-- How to complete this task --
What is needed here is an exact copy of every entry.

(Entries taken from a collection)
# # #

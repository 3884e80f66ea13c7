//! Rebuild the target byte stream from local blocks and fetched ranges
//!
//! Blocks are written strictly in target order. Missing blocks consume the
//! fetched payloads in the order their ranges were requested; a payload that
//! does not line up with the block being written fails the reconstruction.

use crate::cancel::CancelFlag;
use crate::delta::{BlockMap, BlockSlot, DataRange, RangeCoalescer};
use crate::error::{Error, Phase, Result};
use crate::local::SeedFile;
use crate::progress::{ProgressSink, NO_PROGRESS};
use crate::recipe::Recipe;
use crate::source::{FetchedRange, RangeSource};
use bytes::Bytes;
use std::collections::VecDeque;
use std::io::Write;

/// Byte counts from one reconstruction
#[derive(Debug, Clone, Copy, Default, PartialEq, Eq)]
pub struct ReconstructStats {
    /// Bytes copied from the seed file
    pub bytes_local: u64,
    /// Bytes taken from fetched ranges
    pub bytes_fetched: u64,
    /// Range batches requested
    pub batches: usize,
}

/// Check that a source answered a batch with exactly the requested ranges,
/// in request order, each with the right amount of data.
pub fn check_batch(requested: &[DataRange], fetched: &[FetchedRange]) -> Result<()> {
    if requested.len() != fetched.len() {
        return Err(Error::malformed(format!(
            "requested {} ranges, received {}",
            requested.len(),
            fetched.len()
        )));
    }

    for (want, got) in requested.iter().zip(fetched) {
        if *want != got.range {
            return Err(Error::RangeOrder {
                expected: want.to_string(),
                actual: got.range.to_string(),
            });
        }
        if got.data.len() as u64 != want.len() {
            return Err(Error::malformed(format!(
                "range {} carried {} bytes",
                want,
                got.data.len()
            )));
        }
    }
    Ok(())
}

/// Ordered stream of fetched bytes for the missing blocks
struct FetchStream<'a> {
    source: &'a mut dyn RangeSource,
    map: &'a BlockMap,
    coalescer: RangeCoalescer,
    /// Block index the next batch is coalesced from
    next_block: usize,
    pending: VecDeque<FetchedRange>,
    current: Option<FetchedRange>,
    /// Absolute target offset of the next unconsumed byte in `current`
    cursor: u64,
    batches: usize,
}

impl<'a> FetchStream<'a> {
    fn new(source: &'a mut dyn RangeSource, map: &'a BlockMap, coalescer: RangeCoalescer) -> Self {
        Self {
            source,
            map,
            coalescer,
            next_block: 0,
            pending: VecDeque::new(),
            current: None,
            cursor: 0,
            batches: 0,
        }
    }

    fn fetch_batch(&mut self) -> Result<()> {
        let batch = self.coalescer.next_batch(self.map, self.next_block);
        if batch.is_empty() {
            return Err(Error::malformed("no ranges left to fetch for a missing block"));
        }

        tracing::debug!(
            ranges = batch.ranges.len(),
            bytes = batch.total_bytes(),
            from_block = self.next_block,
            "Fetching range batch"
        );

        let fetched = self
            .source
            .fetch_ranges(&batch.ranges)
            .map_err(|e| e.in_phase(Phase::Fetch))?;
        check_batch(&batch.ranges, &fetched).map_err(|e| e.in_phase(Phase::Fetch))?;

        self.pending.extend(fetched);
        self.next_block = batch.next;
        self.batches += 1;
        Ok(())
    }

    /// Take the bytes of `expected`, which must be the next unconsumed
    /// stretch of fetched data
    fn take(&mut self, expected: DataRange) -> Result<Bytes> {
        let exhausted = self
            .current
            .as_ref()
            .map_or(true, |current| self.cursor >= current.range.end);

        if exhausted {
            if self.pending.is_empty() {
                self.fetch_batch()?;
            }
            let next = self
                .pending
                .pop_front()
                .ok_or_else(|| Error::malformed("fetched batch was empty"))?;
            self.cursor = next.range.start;
            self.current = Some(next);
        }

        let current = self
            .current
            .as_ref()
            .ok_or_else(|| Error::malformed("no fetched data available"))?;

        if self.cursor != expected.start || expected.end > current.range.end {
            return Err(Error::RangeOrder {
                expected: expected.to_string(),
                actual: DataRange::new(self.cursor, current.range.end).to_string(),
            }
            .in_phase(Phase::Reconstruct));
        }

        let offset = (self.cursor - current.range.start) as usize;
        let data = current.data.slice(offset..offset + expected.len() as usize);
        self.cursor = expected.end;
        Ok(data)
    }
}

/// Writes the target file from a block map
pub struct Reconstructor<'a> {
    recipe: &'a Recipe,
    map: &'a BlockMap,
    seed: Option<&'a SeedFile>,
    max_ranges: usize,
    progress: &'a dyn ProgressSink,
    cancel: CancelFlag,
}

impl<'a> Reconstructor<'a> {
    pub fn new(recipe: &'a Recipe, map: &'a BlockMap, seed: Option<&'a SeedFile>) -> Self {
        Self {
            recipe,
            map,
            seed,
            max_ranges: recipe.max_ranges_per_request,
            progress: &NO_PROGRESS,
            cancel: CancelFlag::new(),
        }
    }

    /// Override the recipe's maximum ranges per request
    pub fn max_ranges(mut self, max_ranges: usize) -> Self {
        self.max_ranges = max_ranges;
        self
    }

    pub fn progress(mut self, progress: &'a dyn ProgressSink) -> Self {
        self.progress = progress;
        self
    }

    pub fn cancel(mut self, cancel: CancelFlag) -> Self {
        self.cancel = cancel;
        self
    }

    /// Write every target block, in order, to `out`
    pub fn write_to<W: Write>(
        &self,
        source: &mut dyn RangeSource,
        out: &mut W,
    ) -> Result<ReconstructStats> {
        let block_count = self.recipe.block_count();
        if self.map.len() != block_count {
            return Err(Error::recipe(format!(
                "block map has {} entries for {} blocks",
                self.map.len(),
                block_count
            )));
        }

        let coalescer = RangeCoalescer::new(
            self.recipe.block_size,
            self.recipe.length,
            self.max_ranges,
        );
        let mut fetched = FetchStream::new(source, self.map, coalescer);
        let mut stats = ReconstructStats::default();
        let mut block = vec![0u8; self.recipe.block_size];
        let mut written = 0u64;

        self.progress.start("reconstruct", self.recipe.length);

        for (index, slot) in self.map.slots().iter().enumerate() {
            self.cancel.check()?;
            let len = self.recipe.block_len(index);
            let start = self.recipe.block_offset(index);

            match *slot {
                BlockSlot::Found(offset) => {
                    let seed = self.seed.ok_or_else(|| {
                        Error::recipe(format!("block {} matched without a seed file", index))
                            .in_phase(Phase::Reconstruct)
                    })?;
                    seed.read_at(offset, &mut block[..len])
                        .map_err(|e| e.in_phase(Phase::Reconstruct))?;
                    out.write_all(&block[..len])
                        .map_err(|e| Error::io("writing local block", e).in_phase(Phase::Reconstruct))?;
                    stats.bytes_local += len as u64;
                }
                BlockSlot::Missing => {
                    let data = fetched.take(DataRange::new(start, start + len as u64))?;
                    out.write_all(&data)
                        .map_err(|e| Error::io("writing fetched block", e).in_phase(Phase::Reconstruct))?;
                    stats.bytes_fetched += len as u64;
                }
            }

            written += len as u64;
            self.progress.update(written);
        }

        stats.batches = fetched.batches;
        self.progress.finish();

        tracing::debug!(
            bytes_local = stats.bytes_local,
            bytes_fetched = stats.bytes_fetched,
            batches = stats.batches,
            "Reconstruction written"
        );

        Ok(stats)
    }
}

# # #

-- Expected output --
repository 3884e80f66ea13c7
//! Rebuild the target byte stream from local blocks and fetched ranges
//!
//! Blocks are written strictly in target order. Missing blocks consume the
//! fetched payloads in the order their ranges were requested; a payload that
//! does not line up with the block being written fails the reconstruction.

use crate::cancel::CancelFlag;
use crate::delta::{BlockMap, BlockSlot, DataRange, RangeCoalescer};
use crate::error::{Error, Phase, Result};
use crate::local::SeedFile;
use crate::progress::{ProgressSink, NO_PROGRESS};
use crate::recipe::Recipe;
use crate::source::{FetchedRange, RangeSource};
use bytes::Bytes;
use std::collections::VecDeque;
use std::io::Write;

/// Byte counts from one reconstruction
#[derive(Debug, Clone, Copy, Default, PartialEq, Eq)]
pub struct ReconstructStats {
    /// Bytes copied from the seed file
    pub bytes_local: u64,
    /// Bytes taken from fetched ranges
    pub bytes_fetched: u64,
    /// Range batches requested
    pub batches: usize,
}

/// Check that a source answered a batch with exactly the requested ranges,
/// in request order, each with the right amount of data.
pub fn check_batch(requested: &[DataRange], fetched: &[FetchedRange]) -> Result<()> {
    if requested.len() != fetched.len() {
        return Err(Error::malformed(format!(
            "requested {} ranges, received {}",
            requested.len(),
            fetched.len()
        )));
    }

    for (want, got) in requested.iter().zip(fetched) {
        if *want != got.range {
            return Err(Error::RangeOrder {
                expected: want.to_string(),
                actual: got.range.to_string(),
            });
        }
        if got.data.len() as u64 != want.len() {
            return Err(Error::malformed(format!(
                "range {} carried {} bytes",
                want,
                got.data.len()
            )));
        }
    }
    Ok(())
}

/// Ordered stream of fetched bytes for the missing blocks
struct FetchStream<'a> {
    source: &'a mut dyn RangeSource,
    map: &'a BlockMap,
    coalescer: RangeCoalescer,
    /// Block index the next batch is coalesced from
    next_block: usize,
    pending: VecDeque<FetchedRange>,
    current: Option<FetchedRange>,
    /// Absolute target offset of the next unconsumed byte in `current`
    cursor: u64,
    batches: usize,
}

impl<'a> FetchStream<'a> {
    fn new(source: &'a mut dyn RangeSource, map: &'a BlockMap, coalescer: RangeCoalescer) -> Self {
        Self {
            source,
            map,
            coalescer,
            next_block: 0,
            pending: VecDeque::new(),
            current: None,
            cursor: 0,
            batches: 0,
        }
    }

    fn fetch_batch(&mut self) -> Result<()> {
        let batch = self.coalescer.next_batch(self.map, self.next_block);
        if batch.is_empty() {
            return Err(Error::malformed("no ranges left to fetch for a missing block"));
        }

        tracing::debug!(
            ranges = batch.ranges.len(),
            bytes = batch.total_bytes(),
            from_block = self.next_block,
            "Fetching range batch"
        );

        let fetched = self
            .source
            .fetch_ranges(&batch.ranges)
            .map_err(|e| e.in_phase(Phase::Fetch))?;
        check_batch(&batch.ranges, &fetched).map_err(|e| e.in_phase(Phase::Fetch))?;

        self.pending.extend(fetched);
        self.next_block = batch.next;
        self.batches += 1;
        Ok(())
    }

    /// Take the bytes of `expected`, which must be the next unconsumed
    /// stretch of fetched data
    fn take(&mut self, expected: DataRange) -> Result<Bytes> {
        let exhausted = self
            .current
            .as_ref()
            .map_or(true, |current| self.cursor >= current.range.end);

        if exhausted {
            if self.pending.is_empty() {
                self.fetch_batch()?;
            }
            let next = self
                .pending
                .pop_front()
                .ok_or_else(|| Error::malformed("fetched batch was empty"))?;
            self.cursor = next.range.start;
            self.current = Some(next);
        }

        let current = self
            .current
            .as_ref()
            .ok_or_else(|| Error::malformed("no fetched data available"))?;

        if self.cursor != expected.start || expected.end > current.range.end {
            return Err(Error::RangeOrder {
                expected: expected.to_string(),
                actual: DataRange::new(self.cursor, current.range.end).to_string(),
            }
            .in_phase(Phase::Reconstruct));
        }

        let offset = (self.cursor - current.range.start) as usize;
        let data = current.data.slice(offset..offset + expected.len() as usize);
        self.cursor = expected.end;
        Ok(data)
    }
}

/// Writes the target file from a block map
pub struct Reconstructor<'a> {
    recipe: &'a Recipe,
    map: &'a BlockMap,
    seed: Option<&'a SeedFile>,
    max_ranges: usize,
    progress: &'a dyn ProgressSink,
    cancel: CancelFlag,
}

impl<'a> Reconstructor<'a> {
    pub fn new(recipe: &'a Recipe, map: &'a BlockMap, seed: Option<&'a SeedFile>) -> Self {
        Self {
            recipe,
            map,
            seed,
            max_ranges: recipe.max_ranges_per_request,
            progress: &NO_PROGRESS,
            cancel: CancelFlag::new(),
        }
    }

    /// Override the recipe's maximum ranges per request
    pub fn max_ranges(mut self, max_ranges: usize) -> Self {
        self.max_ranges = max_ranges;
        self
    }

    pub fn progress(mut self, progress: &'a dyn ProgressSink) -> Self {
        self.progress = progress;
        self
    }

    pub fn cancel(mut self, cancel: CancelFlag) -> Self {
        self.cancel = cancel;
        self
    }

    /// Write every target block, in order, to `out`
    pub fn write_to<W: Write>(
        &self,
        source: &mut dyn RangeSource,
        out: &mut W,
    ) -> Result<ReconstructStats> {
        let block_count = self.recipe.block_count();
        if self.map.len() != block_count {
            return Err(Error::recipe(format!(
                "block map has {} entries for {} blocks",
                self.map.len(),
                block_count
            )));
        }

        let coalescer = RangeCoalescer::new(
            self.recipe.block_size,
            self.recipe.length,
            self.max_ranges,
        );
        let mut fetched = FetchStream::new(source, self.map, coalescer);
        let mut stats = ReconstructStats::default();
        let mut block = vec![0u8; self.recipe.block_size];
        let mut written = 0u64;

        self.progress.start("reconstruct", self.recipe.length);

        for (index, slot) in self.map.slots().iter().enumerate() {
            self.cancel.check()?;
            let len = self.recipe.block_len(index);
            let start = self.recipe.block_offset(index);

            match *slot {
                BlockSlot::Found(offset) => {
                    let seed = self.seed.ok_or_else(|| {
                        Error::recipe(format!("block {} matched without a seed file", index))
                            .in_phase(Phase::Reconstruct)
                    })?;
                    seed.read_at(offset, &mut block[..len])
                        .map_err(|e| e.in_phase(Phase::Reconstruct))?;
                    out.write_all(&block[..len])
                        .map_err(|e| Error::io("writing local block", e).in_phase(Phase::Reconstruct))?;
                    stats.bytes_local += len as u64;
                }
                BlockSlot::Missing => {
                    let data = fetched.take(DataRange::new(start, start + len as u64))?;
                    out.write_all(&data)
                        .map_err(|e| Error::io("writing fetched block", e).in_phase(Phase::Reconstruct))?;
                    stats.bytes_fetched += len as u64;
                }
            }

            written += len as u64;
            self.progress.update(written);
        }

        stats.batches = fetched.batches;
        self.progress.finish();

        tracing::debug!(
            bytes_local = stats.bytes_local,
            bytes_fetched = stats.bytes_fetched,
            batches = stats.batches,
            "Reconstruction written"
        );

        Ok(stats)
    }
}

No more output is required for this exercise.